Wordclouds
Some really neat by-product of corpus analysis and especially word frequency analysis is that you have a list of the most used word, including where and how many times they appear in the text. And that's how wordclouds are born :-)
But instead of using web tool such as Wordle, you can quite easily generate them yourself with R and the wordcloud-package.
Preparing the text
It gets especially easy when you can use the text mining / tm-package, in which the whole corpus analysis is done for you, and you got nothing else to do but specify a directory with the plain input text(s) and some "cleaning up" you would like to apply, for example:
- Remove punctuation marks:
tm_map(t, removePunctuation)
- Convert corpus to lower case:
mycorpus <- tm_map(mycorpus, tolower)
- Remove stop words like prepositions, conjunctions, pronouns, etc. which appear in every text and do not really contribute to the meaning of a text:
mycorpus <- tm_map(mycorpus, function(x) removeWords(x, stopwords("english")))
Plotting
Here's an example with often used words from my blog posts:
You can also change the color palette you would like to use (here are some nice examples).

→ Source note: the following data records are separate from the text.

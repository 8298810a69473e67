//! What the renderer shows for each step.
//!
//! A [`Screen`] is derived from the session and the catalog alone. Its
//! choices are the only actions a renderer should submit, which keeps a
//! well-behaved renderer clear of [`FlowError`](crate::FlowError)s.

use crate::action::FlowAction;
use crate::catalog::{Catalog, listings};
use crate::session::Session;
use crate::ticket::{perk_codes, ticket_payload};
use crate::types::{Booking, PerkKind, PerkSelection, ShowFilter, Step};
use std::fmt;

/// A button on a screen
#[derive(Clone, Debug, PartialEq, Eq)]
pub struct Choice {
    /// Button text
    pub label: String,
    /// Action submitted when chosen
    pub action: FlowAction,
    /// The renderer must collect a perk set before submitting
    pub asks_for_perks: bool,
}

impl Choice {
    fn new(label: impl Into<String>, action: FlowAction) -> Self {
        Self {
            label: label.into(),
            action,
            asks_for_perks: false,
        }
    }

    fn with_perk_prompt(label: impl Into<String>, action: FlowAction) -> Self {
        Self {
            asks_for_perks: true,
            ..Self::new(label, action)
        }
    }

    /// The action to submit, carrying `perks` if this choice asks for them
    #[must_use]
    pub fn action_with_perks(&self, perks: PerkSelection) -> FlowAction {
        match &self.action {
            FlowAction::ConfirmPerks { .. } => FlowAction::ConfirmPerks { perks },
            FlowAction::UpdatePerks { .. } => FlowAction::UpdatePerks { perks },
            other => other.clone(),
        }
    }
}

/// Renderable description of the current step
#[derive(Clone, Debug, PartialEq, Eq)]
pub struct Screen {
    /// Step this screen belongs to
    pub step: Step,
    /// Heading
    pub title: String,
    /// Body text, one entry per line
    pub lines: Vec<String>,
    /// Offered actions, in display order
    pub choices: Vec<Choice>,
}

impl Screen {
    /// Build the screen for the session's current step
    #[must_use]
    pub fn render(session: &Session, catalog: &dyn Catalog) -> Self {
        match session.step() {
            Step::Welcome => welcome(),
            Step::Membership => membership(catalog),
            Step::TheaterSelection => theater_selection(catalog),
            Step::AccountDashboard => dashboard(session),
            Step::ShowDiscovery => discovery(session, catalog),
            Step::PerkSelection => perk_selection(session),
            Step::BookingConfirmation => booking_confirmation(session),
            Step::EventHome => event_home(session),
        }
    }

    fn new(step: Step, title: impl Into<String>) -> Self {
        Self {
            step,
            title: title.into(),
            lines: Vec::new(),
            choices: Vec::new(),
        }
    }

    fn line(mut self, line: impl Into<String>) -> Self {
        self.lines.push(line.into());
        self
    }

    fn choice(mut self, choice: Choice) -> Self {
        self.choices.push(choice);
        self
    }
}

impl fmt::Display for Screen {
    fn fmt(&self, f: &mut fmt::Formatter<'_>) -> fmt::Result {
        writeln!(f, "== {} ==", self.title)?;
        for line in &self.lines {
            writeln!(f, "{line}")?;
        }
        writeln!(f)?;
        for (index, choice) in self.choices.iter().enumerate() {
            writeln!(f, "  {}) {}", index + 1, choice.label)?;
        }
        Ok(())
    }
}

fn welcome() -> Screen {
    Screen::new(Step::Welcome, "Welcome to the Theater Membership Prototype")
        .line("Are you a new user or an existing member?")
        .choice(Choice::new("New User", FlowAction::StartAsNewMember))
        .choice(Choice::new(
            "Existing User",
            FlowAction::ContinueAsExistingMember,
        ))
}

fn membership(catalog: &dyn Catalog) -> Screen {
    let mut screen = Screen::new(Step::Membership, "Theater Membership Signup");
    for plan in catalog.membership_plans() {
        screen = screen
            .line(format!("{} - {}", plan.name, plan.price))
            .line(format!("  Includes: {} shows", plan.shows_allowed));
        for perk in &plan.perks {
            screen = screen.line(format!("  + {perk}"));
        }
        screen = screen.choice(Choice::new(
            format!("Choose {}", plan.name),
            FlowAction::SelectPlan {
                plan: plan.name.clone(),
            },
        ));
    }
    screen
}

fn theater_selection(catalog: &dyn Catalog) -> Screen {
    let mut screen = Screen::new(Step::TheaterSelection, "Select Your Home Theater")
        .line("Choose one theater as your home base for membership perks.");
    for theater in catalog.theaters() {
        screen = screen
            .line(format!("{} ({})", theater.name, theater.location))
            .line(format!("  {}", theater.description))
            .choice(Choice::new(
                format!("Confirm {}", theater.name),
                FlowAction::ConfirmHomeTheater {
                    theater: theater.name.clone(),
                },
            ));
    }
    screen
}

fn booking_line(booking: &Booking, home_theater: Option<&str>) -> String {
    format!(
        "{} - {} at {} @ {}",
        booking.title,
        booking.date,
        booking.time_label(),
        booking.venue(home_theater).unwrap_or("Unknown Theater")
    )
}

fn dashboard(session: &Session) -> Screen {
    let mut screen = Screen::new(Step::AccountDashboard, "My Account Dashboard").line("Upcoming Events:");

    if session.booked_shows().is_empty() {
        screen = screen.line("  No events booked yet.");
    } else {
        for booking in session.booked_shows() {
            screen = screen.line(format!("  {}", booking_line(booking, session.home_theater())));
        }
        screen = screen.choice(Choice::new("View Event Details", FlowAction::ViewEventDetails));
    }

    screen
        .line(format!(
            "Home Theater: {}",
            session.home_theater().unwrap_or("Not Selected")
        ))
        .line(format!("Shows Remaining: {}", session.shows_remaining()))
        .choice(Choice::new(
            "Find Shows at Home Theater",
            FlowAction::FindShows {
                filter: ShowFilter::Home,
            },
        ))
        .choice(Choice::new(
            "Find Shows at Other Theaters",
            FlowAction::FindShows {
                filter: ShowFilter::Other,
            },
        ))
        .choice(Choice::new("Reset & Start Over", FlowAction::ResetSession))
}

fn discovery(session: &Session, catalog: &dyn Catalog) -> Screen {
    let home = session.home_theater();
    let title = match (session.show_filter(), home) {
        (Some(ShowFilter::Home), Some(home)) => format!("Shows at {home}"),
        (Some(ShowFilter::Home), None) => "Shows at Your Home Theater".to_string(),
        (Some(ShowFilter::Other), _) => "Shows at Other Theaters".to_string(),
        (None, _) => "Shows".to_string(),
    };
    let mut screen = Screen::new(Step::ShowDiscovery, title);

    let rows = session
        .show_filter()
        .map(|filter| listings(catalog, filter, home))
        .unwrap_or_default();
    if rows.is_empty() {
        screen = screen.line("No shows available.");
    }
    for listing in rows {
        let venue = listing
            .theater
            .as_deref()
            .or(home)
            .unwrap_or("Unknown Theater");
        screen = screen
            .line(format!(
                "{} - {} at {} @ {venue}",
                listing.show.title,
                listing.show.date,
                listing.show.time_label()
            ))
            .choice(Choice::new(
                format!("Book '{}'", listing.show.title),
                FlowAction::BookShow {
                    title: listing.show.title.clone(),
                    theater: listing.theater.clone(),
                },
            ));
    }

    screen.choice(Choice::new("Back to Dashboard", FlowAction::BackToDashboard))
}

fn perk_selection(session: &Session) -> Screen {
    let mut screen = Screen::new(Step::PerkSelection, "Add Perks");
    if let Some(booking) = session.selected_show() {
        screen = screen.line(booking_line(booking, session.home_theater()));
    }
    for kind in PerkKind::ALL {
        screen = screen.line(format!("  [{}] {}", perk_key(kind), kind.label()));
    }
    screen.choice(Choice::with_perk_prompt(
        "Confirm Booking",
        FlowAction::ConfirmPerks {
            perks: session.perks(),
        },
    ))
}

fn booking_confirmation(session: &Session) -> Screen {
    let mut screen =
        Screen::new(Step::BookingConfirmation, "Booking Confirmation").line("Your booking is confirmed!");
    if let Some(booking) = session.selected_show() {
        screen = screen.line(booking_line(booking, session.home_theater()));
    }
    screen.choice(Choice::new("Go to Event Home", FlowAction::GoToEventHome))
}

fn event_home(session: &Session) -> Screen {
    let mut screen = Screen::new(Step::EventHome, "Event Home Page");

    if let Some(booking) = session.selected_show() {
        screen = screen
            .line(booking.title.clone())
            .line(format!("Date: {} | Time: {}", booking.date, booking.time_label()))
            .line(format!(
                "Venue: {}",
                booking
                    .venue(session.home_theater())
                    .unwrap_or("Unknown Theater")
            ))
            .line(format!("Ticket: {}", ticket_payload(booking)));
    }

    let perks = session.perks();
    screen = screen.line("Your Perks:");
    let codes = perk_codes(&perks);
    if codes.is_empty() {
        screen = screen.line("  No perks selected.");
    }
    for code in codes {
        screen = screen.line(format!("  {code} voucher"));
    }

    screen = screen.line("Modify Your Perks:");
    for kind in PerkKind::ALL {
        let mark = if perks.contains(kind) { "x" } else { " " };
        screen = screen.line(format!(
            "  [{mark}] {} {} ({})",
            perk_key(kind),
            kind.label(),
            kind.price_label()
        ));
    }

    screen
        .choice(Choice::with_perk_prompt(
            "Update Perks",
            FlowAction::UpdatePerks { perks },
        ))
        .choice(Choice::new("Go to My Account", FlowAction::GoToAccount))
}

/// The word a renderer accepts for `kind` in a perk list
const fn perk_key(kind: PerkKind) -> &'static str {
    match kind {
        PerkKind::Snack => "snack",
        PerkKind::Drink => "drink",
        PerkKind::Parking => "parking",
    }
}
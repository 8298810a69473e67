//! # Encore Booking
//!
//! Theater membership booking flow, modelled as a step-based session state
//! machine.
//!
//! A user moves through eight screens: welcome, membership signup, home
//! theater selection, account dashboard, show discovery, perk selection,
//! booking confirmation and event home. Each screen offers a fixed set of
//! [`FlowAction`]s; the [`StepMachine`] validates an action against the
//! current [`Session`] and either applies it as a unit or rejects it with a
//! [`FlowError`].
//!
//! ## Example
//!
//! ```
//! use encore_booking::{FlowAction, FlowEnvironment, Session, StaticCatalog, Step, StepMachine};
//! use encore_core::environment::SystemClock;
//! use std::sync::Arc;
//!
//! # fn main() -> Result<(), Box<dyn std::error::Error>> {
//! let env = FlowEnvironment::new(Arc::new(StaticCatalog::builtin()?), Arc::new(SystemClock));
//! let next = StepMachine::new().apply(&Session::new(), FlowAction::StartAsNewMember, &env)?;
//! assert_eq!(next.session.step(), Step::Membership);
//! # Ok(())
//! # }
//! ```
//!
//! For an interactive loop, wrap the machine in an
//! [`encore_runtime::Store`] (see [`BookingStore`]).

pub mod action;
pub mod catalog;
pub mod config;
pub mod error;
pub mod event;
pub mod reducer;
pub mod screen;
pub mod session;
pub mod ticket;
pub mod types;

pub use action::{ActionKind, FlowAction, actions_on, transition};
pub use catalog::{Catalog, CatalogError, StaticCatalog, listings};
pub use config::Config;
pub use error::FlowError;
pub use event::FlowEvent;
pub use reducer::{FlowEnvironment, StepMachine, Transition};

#[doc(hidden)]
pub use reducer::sample_journey;
pub use screen::{Choice, Screen};
pub use session::{Session, reset_session};
pub use types::{
    Booking, Listing, MembershipPlan, PerkKind, PerkSelection, SessionId, Show, ShowFilter, Step,
    TaggedShow, Theater,
};

/// A store driving one booking session
pub type BookingStore = encore_runtime::Store<Session, FlowAction, FlowEnvironment, StepMachine>;

/// Independent booking sessions keyed by [`SessionId`]
pub type BookingRegistry =
    encore_runtime::SessionRegistry<SessionId, Session, FlowAction, FlowEnvironment, StepMachine>;
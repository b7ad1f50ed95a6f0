//! MCP server facade
//!
//! [`Server`] wraps a [`Protocol`] with the server side of the MCP
//! contract. User code registers tools, resources, resource templates,
//! prompts, and an optional completion callback; the facade installs the
//! matching protocol handlers on first registration, advertises the
//! implied capabilities, serves the handshake, and emits (debounced)
//! `*/list_changed` notifications when registrations change after
//! connect.
//!
//! Server-initiated traffic flows through the same protocol core in
//! reverse: [`Server::create_message`] (sampling), [`Server::elicit`],
//! and [`Server::list_roots`] issue requests to the connected client,
//! gated on the client's negotiated capabilities in strict mode.

use std::collections::{BTreeMap, HashMap, HashSet};
use std::sync::atomic::{AtomicBool, Ordering};
use std::sync::{Arc, Mutex};

use crate::error::{ErrorData, McpError, Result};
use crate::protocol::{
    BoxFuture, CapabilityGate, NotificationOptions, Protocol, ProtocolOptions, RequestHandlerExtra,
    RequestOptions,
};
use crate::transport::Transport;
use crate::types::{
    CallToolParams, CallToolResponse, ClientCapabilities, CompleteParams, CompleteResponse,
    CreateMessageParams, CreateMessageResult, ElicitationCreateParams, ElicitationResult,
    GetPromptParams, GetPromptResponse, Implementation, InitializeParams, InitializeResponse,
    ListChangedCapability, ListPromptsResponse, ListResourceTemplatesResponse,
    ListResourcesResponse, ListRootsResponse, ListToolsResponse, LoggingLevel,
    LoggingMessageParams, Prompt, ReadResourceParams, ReadResourceResponse, Resource,
    ResourceSubscriptionParams, ResourceTemplate, ResourceUpdatedParams, ResourcesCapability,
    Root, ServerCapabilities, SetLevelParams, Tool, DEFAULT_DEBOUNCED_NOTIFICATIONS,
    LATEST_PROTOCOL_VERSION,
    METHOD_COMPLETION_COMPLETE, METHOD_ELICITATION_CREATE, METHOD_INITIALIZE,
    METHOD_LOGGING_SET_LEVEL, METHOD_PING, METHOD_PROMPTS_GET, METHOD_PROMPTS_LIST,
    METHOD_RESOURCES_LIST, METHOD_RESOURCES_READ, METHOD_RESOURCES_SUBSCRIBE,
    METHOD_RESOURCES_TEMPLATES_LIST, METHOD_RESOURCES_UNSUBSCRIBE, METHOD_ROOTS_LIST,
    METHOD_SAMPLING_CREATE_MESSAGE, METHOD_TOOLS_CALL, METHOD_TOOLS_LIST, NOTIF_INITIALIZED,
    NOTIF_MESSAGE, NOTIF_PROMPTS_LIST_CHANGED, NOTIF_RESOURCES_LIST_CHANGED,
    NOTIF_RESOURCES_UPDATED, NOTIF_TOOLS_LIST_CHANGED, SUPPORTED_PROTOCOL_VERSIONS,
};
use crate::uri_template::{UriTemplate, VarValue};

/// Handler invoked for `tools/call` on a registered tool.
pub type ToolHandler = Arc<
    dyn Fn(Option<serde_json::Value>, RequestHandlerExtra) -> BoxFuture<'static, Result<CallToolResponse>>
        + Send
        + Sync,
>;

/// Handler invoked for `resources/read` on an exact registered URI.
pub type ResourceReadHandler = Arc<
    dyn Fn(String, RequestHandlerExtra) -> BoxFuture<'static, Result<ReadResourceResponse>>
        + Send
        + Sync,
>;

/// Handler invoked for `resources/read` on a template match; receives the
/// concrete URI and the extracted template variables.
pub type TemplateReadHandler = Arc<
    dyn Fn(
            String,
            HashMap<String, VarValue>,
            RequestHandlerExtra,
        ) -> BoxFuture<'static, Result<ReadResourceResponse>>
        + Send
        + Sync,
>;

/// Handler invoked for `prompts/get` on a registered prompt.
pub type PromptHandler = Arc<
    dyn Fn(
            Option<HashMap<String, String>>,
            RequestHandlerExtra,
        ) -> BoxFuture<'static, Result<GetPromptResponse>>
        + Send
        + Sync,
>;

/// Handler invoked for `completion/complete`.
pub type CompletionHandler = Arc<
    dyn Fn(CompleteParams, RequestHandlerExtra) -> BoxFuture<'static, Result<CompleteResponse>>
        + Send
        + Sync,
>;

/// Construction options for a [`Server`].
#[derive(Debug, Clone)]
pub struct ServerOptions {
    /// Capabilities advertised beyond those implied by registrations
    /// (declare `logging` or `resources.subscribe` here).
    pub capabilities: ServerCapabilities,
    /// Usage instructions returned from the handshake.
    pub instructions: Option<String>,
    /// Protocol-core options.
    pub protocol: ProtocolOptions,
}

impl Default for ServerOptions {
    fn default() -> Self {
        Self {
            capabilities: ServerCapabilities::default(),
            instructions: None,
            protocol: ProtocolOptions {
                enforce_strict_capabilities: false,
                debounced_notification_methods: DEFAULT_DEBOUNCED_NOTIFICATIONS
                    .iter()
                    .map(|method| method.to_string())
                    .collect(),
            },
        }
    }
}

/// The negotiated client side of a session.
#[derive(Debug, Clone)]
struct ClientSession {
    protocol_version: String,
    capabilities: ClientCapabilities,
    client_info: Implementation,
    initialized: bool,
}

/// Gate mapping server-side methods onto the negotiated capability sets.
struct ServerGate {
    session: Arc<Mutex<Option<ClientSession>>>,
    own: Arc<Mutex<ServerCapabilities>>,
}

impl ServerGate {
    fn deny(method: &str, capability: &str) -> Result<()> {
        Err(McpError::Capability {
            method: method.to_string(),
            capability: capability.to_string(),
        }
        .into())
    }
}

impl CapabilityGate for ServerGate {
    fn check_request(&self, method: &str) -> Result<()> {
        if method == METHOD_PING {
            return Ok(());
        }
        let session = self.session.lock().expect("session slot");
        let none = ClientCapabilities::default();
        let caps = session
            .as_ref()
            .map(|session| &session.capabilities)
            .unwrap_or(&none);
        match method {
            METHOD_SAMPLING_CREATE_MESSAGE if caps.sampling.is_none() => {
                Self::deny(method, "sampling")
            }
            METHOD_ELICITATION_CREATE if caps.elicitation.is_none() => {
                Self::deny(method, "elicitation")
            }
            METHOD_ROOTS_LIST if caps.roots.is_none() => Self::deny(method, "roots"),
            _ => Ok(()),
        }
    }

    fn check_notification(&self, method: &str) -> Result<()> {
        let own = self.own.lock().expect("capabilities slot");
        match method {
            NOTIF_MESSAGE if own.logging.is_none() => Self::deny(method, "logging"),
            NOTIF_TOOLS_LIST_CHANGED => match own.tools.as_ref() {
                Some(tools) if tools.list_changed == Some(true) => Ok(()),
                _ => Self::deny(method, "tools.listChanged"),
            },
            NOTIF_PROMPTS_LIST_CHANGED => match own.prompts.as_ref() {
                Some(prompts) if prompts.list_changed == Some(true) => Ok(()),
                _ => Self::deny(method, "prompts.listChanged"),
            },
            NOTIF_RESOURCES_LIST_CHANGED => match own.resources.as_ref() {
                Some(resources) if resources.list_changed == Some(true) => Ok(()),
                _ => Self::deny(method, "resources.listChanged"),
            },
            NOTIF_RESOURCES_UPDATED => match own.resources.as_ref() {
                Some(resources) if resources.subscribe == Some(true) => Ok(()),
                _ => Self::deny(method, "resources.subscribe"),
            },
            _ => Ok(()),
        }
    }

    fn check_handler(&self, method: &str) -> Result<()> {
        if matches!(method, METHOD_INITIALIZE | METHOD_PING) {
            return Ok(());
        }
        let own = self.own.lock().expect("capabilities slot");
        match method {
            m if m.starts_with("tools/") && own.tools.is_none() => Self::deny(method, "tools"),
            m if m.starts_with("resources/") && own.resources.is_none() => {
                Self::deny(method, "resources")
            }
            m if m.starts_with("prompts/") && own.prompts.is_none() => {
                Self::deny(method, "prompts")
            }
            METHOD_COMPLETION_COMPLETE if own.completions.is_none() => {
                Self::deny(method, "completions")
            }
            METHOD_LOGGING_SET_LEVEL if own.logging.is_none() => Self::deny(method, "logging"),
            _ => Ok(()),
        }
    }
}

struct RegisteredTool {
    tool: Tool,
    handler: ToolHandler,
}

struct RegisteredResource {
    resource: Resource,
    read: ResourceReadHandler,
}

struct RegisteredResourceTemplate {
    template: ResourceTemplate,
    compiled: Arc<UriTemplate>,
    read: TemplateReadHandler,
}

struct RegisteredPrompt {
    prompt: Prompt,
    handler: PromptHandler,
}
impl CapabilityGate for ClientGate {
    fn check_request(&self, method: &str) -> Result<()> {
        if matches!(method, METHOD_INITIALIZE | METHOD_PING) {
            return Ok(());
        }
        let session = self.session.lock().expect("session slot");
        let none = ServerCapabilities::default();
        let caps = session
            .as_ref()
            .map(|session| &session.capabilities)
            .unwrap_or(&none);
        match method {
            m if m.starts_with("tools/") => {
                if caps.tools.is_none() {
                    return Self::deny(method, "tools");
                }
            }
            METHOD_RESOURCES_SUBSCRIBE | METHOD_RESOURCES_UNSUBSCRIBE => {
                match caps.resources.as_ref() {
                    Some(resources) if resources.subscribe == Some(true) => {}
                    _ => return Self::deny(method, "resources.subscribe"),
                }
            }
            m if m.starts_with("resources/") => {
                if caps.resources.is_none() {
                    return Self::deny(method, "resources");
                }
            }
            m if m.starts_with("prompts/") => {
                if caps.prompts.is_none() {
                    return Self::deny(method, "prompts");
                }
            }
            METHOD_COMPLETION_COMPLETE => {
                if caps.completions.is_none() {
                    return Self::deny(method, "completions");
                }
            }
            METHOD_LOGGING_SET_LEVEL => {
                if caps.logging.is_none() {
                    return Self::deny(method, "logging");
                }
            }
            _ => {}
        }
        Ok(())
    }

    fn check_notification(&self, method: &str) -> Result<()> {
        if method == NOTIF_ROOTS_LIST_CHANGED {
            let own = self.own.lock().expect("capabilities slot");
            match own.roots.as_ref() {
                Some(roots) if roots.list_changed == Some(true) => {}
                _ => return Self::deny(method, "roots.listChanged"),
            }
        }
        Ok(())
    }

    fn check_handler(&self, method: &str) -> Result<()> {
        let own = self.own.lock().expect("capabilities slot");
        match method {
            METHOD_SAMPLING_CREATE_MESSAGE if own.sampling.is_none() => {
                Self::deny(method, "sampling")
            }
            METHOD_ELICITATION_CREATE if own.elicitation.is_none() => {
                Self::deny(method, "elicitation")
            }
            METHOD_ROOTS_LIST if own.roots.is_none() => Self::deny(method, "roots"),
            _ => Ok(()),
        }
    }
}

Here's an example from a swiss news site, to see what's trending :-) because of the smaller "corpus" I reduced the words to be drawn to 60 words, you can specify that in the last line.
R code (requires the tm, wordcloud and RColorBrewer packages, you can get them at your local CRAN site):
library(wordcloud)
library(tm)
oc <- c("#5C6E00", "#273B00", "#F7DA00", "#EB1200", "#F78200")
t <- Corpus(DirSource(directory = "corpus", encoding="utf-8"),
readerControl = list(language = "ger"))
mycorpus <- tm_map(t, removePunctuation)
mycorpus <- tm_map(mycorpus, tolower)
mycorpus <- tm_map(mycorpus, function(x) removeWords(x, stopwords("german")))
mycorpus <- tm_map(mycorpus, PlainTextDocument)
tdm <- TermDocumentMatrix(mycorpus)
m <- as.matrix(tdm)
v <- sort(rowSums(m), decreasing=TRUE)
d <- data.frame(word = names(v),freq=v)
wordcloud(d$word,d$freq, scale=c(6,.5),min.freq=2, max.words=100,
random.order=F, random.color=T, rot.per=.20, colors=oc)